Tuesday, March 15, 2011

23 Things They Don't Tell You About Capitalism by Ha-Joon Chang

Book review in The Observer for one of the best books I've read in the past year....errr 5 years...

"Economists are not some innocent technicians who did a decent job within the narrow confines of their expertise until they were collectively wrong-footed by a once-in-a-century disaster that no one could have predicted." Far from being an inward-looking, hermetic discipline, economics has been a hugely powerful – and profitable – enterprise, shaping the policies of governments and companies throughout much of the world. The results have been little short of disastrous.

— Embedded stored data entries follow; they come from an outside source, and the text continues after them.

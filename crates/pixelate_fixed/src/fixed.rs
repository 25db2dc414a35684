//! # Fixed-Point Arithmetic
//!
//! 16.16 signed fixed-point numbers for integer-only graphics math.
//!
//! ## Layout
//!
//! - 16 integer bits (sign included) and 16 fraction bits
//! - `Fixed::ONE` is `0x0001_0000`
//! - Range: -32768.0 to 32767.99998
//!
//! ## Why Fixed-Point?
//!
//! - Deterministic: same pixels on every machine
//! - Angles live on a power-of-two circle and wrap with a bit mask
//! - Trigonometry is a table lookup instead of a libm call

use std::fmt;
use std::ops::{Add, AddAssign, Div, Mul, Neg, Sub, SubAssign};

use crate::error::{FixedError, FixedResult};

/// Number of fraction bits.
pub const FRACTION_BITS: u32 = 16;

/// The raw value of 1.0.
const MULTIPLIER: i32 = 1 << FRACTION_BITS;

/// The raw value of 1.0 as a float.
const MULTIPLIER_F64: f64 = 65_536.0;

/// Largest whole number that converts without saturating.
const MAX_WHOLE: i32 = i32::MAX >> FRACTION_BITS;

/// Smallest whole number that converts without saturating.
const MIN_WHOLE: i32 = i32::MIN >> FRACTION_BITS;

/// Fixed-point number with 16 fraction bits.
///
/// Internally stores `value * 65536` as an `i32`.
///
/// # Example
///
/// ```rust
/// use pixelate_fixed::Fixed;
///
/// let half = Fixed::from_f64(0.5);
/// let three = Fixed::from_int(3);
/// assert_eq!((three * half).to_f64(), 1.5);
/// assert_eq!((three * half).to_int(), 2); // halves round up
/// ```
#[derive(Clone, Copy, PartialEq, Eq, PartialOrd, Ord, Hash, Default)]
#[repr(transparent)]
pub struct Fixed(i32);

impl Fixed {
    /// Zero.
    pub const ZERO: Self = Self(0);

    /// One (1.0).
    pub const ONE: Self = Self(MULTIPLIER);

    /// One half (0.5).
    pub const HALF: Self = Self(MULTIPLIER / 2);

    /// Maximum representable value.
    pub const MAX: Self = Self(i32::MAX);

    /// Minimum representable value.
    pub const MIN: Self = Self(i32::MIN);

    /// Creates a fixed-point number from a whole number.
    ///
    /// Saturates outside -32768..=32767.
    #[inline]
    #[must_use]
    pub const fn from_int(whole: i32) -> Self {
        if whole > MAX_WHOLE {
            Self::MAX
        } else if whole < MIN_WHOLE {
            Self::MIN
        } else {
            Self(whole << FRACTION_BITS)
        }
    }

    /// Creates a fixed-point number from its raw representation.
    #[inline]
    #[must_use]
    pub const fn from_raw(raw: i32) -> Self {
        Self(raw)
    }

    /// Returns the raw internal value.
    #[inline]
    #[must_use]
    pub const fn raw(self) -> i32 {
        self.0
    }

    /// Converts a float, rounding half away from zero.
    ///
    /// # Errors
    ///
    /// Returns `FixedError::Overflow` if the value is out of range and
    /// `FixedError::NotANumber` for NaN.
    pub fn try_from_f64(value: f64) -> FixedResult<Self> {
        if value.is_nan() {
            return Err(FixedError::NotANumber);
        }
        let scaled = value * MULTIPLIER_F64;
        let rounded = if scaled < 0.0 { scaled - 0.5 } else { scaled + 0.5 };
        if rounded >= 2_147_483_648.0 || rounded <= -2_147_483_649.0 {
            return Err(FixedError::Overflow);
        }
        Ok(Self(rounded as i32))
    }

    /// Converts a float, saturating on overflow. NaN converts to zero.
    #[must_use]
    pub fn from_f64(value: f64) -> Self {
        match Self::try_from_f64(value) {
            Ok(fixed) => fixed,
            Err(FixedError::NotANumber) => Self::ZERO,
            Err(_) if value < 0.0 => Self::MIN,
            Err(_) => Self::MAX,
        }
    }

    /// Converts to the nearest whole number; halves round up.
    #[inline]
    #[must_use]
    pub const fn to_int(self) -> i32 {
        (self.0 >> FRACTION_BITS) + ((self.0 & 0x8000) >> 15)
    }

    /// Converts to a float. Exact.
    #[inline]
    #[must_use]
    pub fn to_f64(self) -> f64 {
        f64::from(self.0) / MULTIPLIER_F64
    }

    /// Checked multiplication. Returns `None` on overflow.
    #[inline]
    #[must_use]
    pub fn checked_mul(self, rhs: Self) -> Option<Self> {
        let product = (i64::from(self.0) * i64::from(rhs.0)) >> FRACTION_BITS;
        i32::try_from(product).ok().map(Self)
    }

    /// Saturating multiplication.
    #[inline]
    #[must_use]
    pub fn saturating_mul(self, rhs: Self) -> Self {
        self.checked_mul(rhs).unwrap_or(
            if (self.0 < 0) == (rhs.0 < 0) { Self::MAX } else { Self::MIN },
        )
    }

    /// Checked division.
    ///
    /// # Errors
    ///
    /// Returns `FixedError::DivisionByZero` for a zero divisor and
    /// `FixedError::Overflow` if the quotient does not fit.
    pub fn checked_div(self, rhs: Self) -> FixedResult<Self> {
        if rhs.0 == 0 {
            return Err(FixedError::DivisionByZero);
        }
        Self::try_from_f64(self.to_f64() / rhs.to_f64())
    }

    /// Saturating division. A zero divisor yields `MAX` or `MIN` by the
    /// sign of the dividend.
    #[must_use]
    pub fn saturating_div(self, rhs: Self) -> Self {
        match self.checked_div(rhs) {
            Ok(quotient) => quotient,
            Err(FixedError::DivisionByZero) if self.0 < 0 => Self::MIN,
            Err(FixedError::DivisionByZero) => Self::MAX,
            Err(_) if (self.0 < 0) == (rhs.0 < 0) => Self::MAX,
            Err(_) => Self::MIN,
        }
    }

    /// Square root.
    ///
    /// # Errors
    ///
    /// Returns `FixedError::Domain` for negative input.
    pub fn try_sqrt(self) -> FixedResult<Self> {
        if self.0 < 0 {
            return Err(FixedError::Domain {
                operation: "sqrt",
                input: self,
            });
        }
        Ok(Self::from_f64(self.to_f64().sqrt()))
    }

    /// Square root; negative input yields zero.
    #[must_use]
    pub fn sqrt(self) -> Self {
        self.try_sqrt().unwrap_or(Self::ZERO)
    }

    /// Absolute value, saturating at `MAX`.
    #[inline]
    #[must_use]
    pub const fn abs(self) -> Self {
        Self(self.0.saturating_abs())
    }

    /// Returns true if the value is below zero.
    #[inline]
    #[must_use]
    pub const fn is_negative(self) -> bool {
        self.0 < 0
    }

    /// Returns true if the value is zero.
    #[inline]
    #[must_use]
    pub const fn is_zero(self) -> bool {
        self.0 == 0
    }
}

impl Add for Fixed {
    type Output = Self;

    #[inline]
    fn add(self, rhs: Self) -> Self::Output {
        Self(self.0.wrapping_add(rhs.0))
    }
}

impl AddAssign for Fixed {
    #[inline]
    fn add_assign(&mut self, rhs: Self) {
        self.0 = self.0.wrapping_add(rhs.0);
    }
}

impl Sub for Fixed {
    type Output = Self;

    #[inline]
    fn sub(self, rhs: Self) -> Self::Output {
        Self(self.0.wrapping_sub(rhs.0))
    }
}

impl SubAssign for Fixed {
    #[inline]
    fn sub_assign(&mut self, rhs: Self) {
        self.0 = self.0.wrapping_sub(rhs.0);
    }
}

impl Neg for Fixed {
    type Output = Self;

    #[inline]
    fn neg(self) -> Self::Output {
        Self(self.0.wrapping_neg())
    }
}

impl Mul for Fixed {
    type Output = Self;

    #[inline]
    fn mul(self, rhs: Self) -> Self::Output {
        self.saturating_mul(rhs)
    }
}

/// Scales the raw value: `100 * cos(a)` stays in fixed-point.
impl Mul<i32> for Fixed {
    type Output = Self;

    #[inline]
    fn mul(self, rhs: i32) -> Self::Output {
        Self(self.0.saturating_mul(rhs))
    }
}

impl Mul<Fixed> for i32 {
    type Output = Fixed;

    #[inline]
    fn mul(self, rhs: Fixed) -> Self::Output {
        rhs * self
    }
}

impl Div for Fixed {
    type Output = Self;

    #[inline]
    fn div(self, rhs: Self) -> Self::Output {
        self.saturating_div(rhs)
    }
}

/// Divides the raw value, truncating toward zero.
///
/// # Panics
///
/// Panics if `rhs` is zero.
impl Div<i32> for Fixed {
    type Output = Self;

    #[inline]
    fn div(self, rhs: i32) -> Self::Output {
        Self(self.0 / rhs)
    }
}

impl From<i32> for Fixed {
    fn from(whole: i32) -> Self {
        Self::from_int(whole)
    }
}

impl fmt::Debug for Fixed {
    fn fmt(&self, f: &mut fmt::Formatter<'_>) -> fmt::Result {
        write!(f, "Fixed({})", self.to_f64())
    }
}

impl fmt::Display for Fixed {
    fn fmt(&self, f: &mut fmt::Formatter<'_>) -> fmt::Result {
        write!(f, "{}", self.to_f64())
    }
}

As Chang puts it: "Economics, as it has been practised in the last three decades, has been positively harmful for most people."

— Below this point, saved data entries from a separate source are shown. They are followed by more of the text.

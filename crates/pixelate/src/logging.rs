//! Log output for the binaries.

use tracing_subscriber::EnvFilter;

/// Installs the `fmt` subscriber. `RUST_LOG` selects the level; the default
/// is `info`.
pub fn init() {
    tracing_subscriber::fmt()
        .with_env_filter(EnvFilter::try_from_default_env().unwrap_or_else(|_| "info".into()))
        .with_target(false)
        .init();
}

In his 2008 book, Bad Samaritans: The Myth of Free Trade and the Secret History of Capitalism, Chang – an economist himself, a specialist in the political economy of development – mocked one of the central orthodoxies of his profession: the belief that global free trade raises living standards everywhere. 23 Things They Don't Tell You About Capitalism assaults economic orthodoxy on a much larger front. Dip into this witty, iconoclastic and uncommonly commonsensical guide to the follies of economics, and, among many other things, you will learn that free market policies rarely make poor countries richer; global companies without national roots belong in the realm of myth; the US does not have the highest living standards in the world; the washing machine changed the world more than the internet; more education does not of itself make countries richer; financial markets need to become less, not more efficient; and – perhaps most shocking to Chang's colleagues – good economic policy does not require good economists. Each of Chang's 23 propositions may seem counterintuitive, even contrarian. But every one of them has a basis in fact and logic, and taken together they present a new view of capitalism.

Chang may be our best critic of capitalism, but he is far from being any kind of anti-capitalist. He recognises the failings of centrally planned economies, and rightly describes capitalism as "the worst economic system except for all the others". At the same time he is confident that capitalism can be reformed to prevent crises like the one we have just experienced recurring. Making markets more transparent is not enough. "If we are really serious about preventing another crisis like the 2008 meltdown," Chang writes, "we should simply ban complex financial instruments, unless they can be unambiguously shown to benefit society in the long run." He is aware that he risks sounding extreme, but argues that the ban he proposes is no different from those that have been enforced on other dangerous products. "This is what we do all the time with other products – drugs, cars, electrical products and many others."